I am getting position and velocity measurements out of a GPS sensor and I want to filter these data, so I can have a better, less noisy, estimation of the true measurements. I thought of doing this using a Wiener Filter.
Doing a little research about how Wiener filters work, I found that we have to calculate the Wiener Filter coefficients in order to minimize the average square distance between filter output and the desired signal.
The equation to calculate these coefficients are:
$$ \textbf{w} = \textbf{R}^{-1}_{yy} \textbf{r}_{yx} $$
And then to find the noise-free estimate :
$$ \hat{\textbf{x}} = \textbf{Y} \textbf{w} $$
where $\textbf{w}$ is the coefficients vector, $\textbf{R}_{yy}$ is the autocorrelation matrix for the output sensor measurement (input signal in the filter) and $\textbf{r}_{yx}$ is the cross-correlation vector for the output measurement $y$ and the desired (true) measurement $x$ (the input signal $y$ in the filter and the desired signal $x$).

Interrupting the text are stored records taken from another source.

//! Error Reporting Tests.
//!
//! Checks the user-facing messages and the conversions into `SimError`.

use std::path::PathBuf;

use cachesim_core::common::{ConfigError, LoadError, SimError};
use pretty_assertions::assert_eq;

#[test]
fn out_of_bounds_message_names_address_and_capacity() {
    let err = SimError::OutOfBounds {
        address: -3,
        capacity: 256,
    };
    assert_eq!(
        err.to_string(),
        "memory access out of bounds: address -3 (memory holds 256 words)"
    );
}

#[test]
fn config_errors_convert_transparently() {
    let err: SimError = ConfigError::NotPowerOfTwo {
        field: "sets",
        value: 3,
    }
    .into();
    assert!(matches!(err, SimError::Config(_)));
    assert_eq!(err.to_string(), "sets must be a power of two, got 3");
}

#[test]
fn load_errors_convert_transparently() {
    let err: SimError = LoadError::Parse {
        line: 4,
        text: "abc".to_string(),
    }
    .into();
    assert!(matches!(err, SimError::Load(_)));
    assert_eq!(err.to_string(), "line 4: 'abc' is not a valid machine word");
}

#[test]
fn io_errors_keep_their_source() {
    use std::error::Error as _;

    let err = LoadError::Io {
        path: PathBuf::from("missing.mc"),
        source: std::io::Error::from(std::io::ErrorKind::NotFound),
    };
    assert!(err.to_string().starts_with("cannot open file 'missing.mc'"));
    assert!(err.source().is_some());
}

#[test]
fn instruction_limit_message() {
    let err = SimError::InstructionLimit { limit: 1000 };
    assert_eq!(
        err.to_string(),
        "instruction limit of 1000 reached without halting"
    );
}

So my question is how should I know what the desired signal is exactly? Or is there a better Filter to use to filter such measurements?
Other examples like this Where does the "Desired Response" come from in a Wiener filter? assume that the noise source is known. But how should I know this?
Note: I want to pre-filter these measurements in order to feed them in the better way possible in a Kalman Filter afterwards.